We heard presentations on federal open access and data sharing requirements, a study from the Greater Western Library Alliance on student learning outcomes, and a roundtable discussion on Resource Centered Management that was conducted al fresco. Two presentations I thought extremely useful I will detail here. The first was on the “Collective Collection,” a term from OCLC to describe the aggregate collection of materials held across collections of a group of institutions. It takes a look “above the institution” at networks of collaboration and coordination. It can apply to a consortium, state, region, mega-region, nation or globe. It uses WorldCat as a tool, which is a good reminder of the value OCLC can bring on behalf of individual libraries. General principles that have evolved from the data include:
- Scarcity is relative
- Scale adds scope and depth
- Coverage requires cooperation
As stewardship models for print change to a more specialized, distributed approach, there is increased dependence on conscious coordination as a strategy.
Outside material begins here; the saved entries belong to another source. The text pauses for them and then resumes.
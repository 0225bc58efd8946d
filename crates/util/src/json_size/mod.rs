//! JSON size calculation utilities.
//!
//! Computes the size of JSON values as they would be written by
//! `serde_json::to_string`, without allocating the serialized text.

mod json;

pub use json::{json_size, json_size_all};
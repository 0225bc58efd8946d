use serde_json::Value;

/// Check if a value is a container with no members.
///
/// Empty objects and empty arrays are the leftovers the pruner collapses.
/// Scalars (including `null`, `""` and `0`) are never empty containers.
///
/// # Examples
///
/// ```
/// use serde_json::json;
/// use json_omit_util::is_empty::is_empty_container;
///
/// assert!(is_empty_container(&json!({})));
/// assert!(is_empty_container(&json!([])));
/// assert!(!is_empty_container(&json!(null)));
/// assert!(!is_empty_container(&json!({"a": {}})));
/// ```
pub fn is_empty_container(value: &Value) -> bool {
    match value {
        Value::Object(map) => map.is_empty(),
        Value::Array(arr) => arr.is_empty(),
        Value::Null | Value::Bool(_) | Value::Number(_) | Value::String(_) => false,
    }
}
ASERL is a good example of that with our ScholarsTrust print repository of journals and the Centers of Excellence model for government documents.
The other program that drew my special interest was from Marshall Breeding, technology consultant, on webscale or next-generation integrated library systems. Marshall clearly laid out the difference between legacy systems, such as our own Voyager, and new systems like Ex Libris Alma, Innovative Interface’s Sierra, and OCLC Worldshare. He made the point that we need flexible platforms that can manage multiple types of library materials with multiple metadata formats in an appropriate workflow. As he succinctly put it, “libraries have changed, but our systems haven’t.” He predicts that we are at the beginning of the next ten year cycle of transition, leaving legacy products behind and going to new platforms that substantially change the way libraries manage resources, finally flipping the effort from the disproportionate time we spend on print resources to the digital resources that will be our future. Kuali OLE is the system that many people (including us) have been waiting for and they have two libraries (University of Chicago and Lehigh) going into beta this summer. We will all need to pay attention to these developments over the next few years.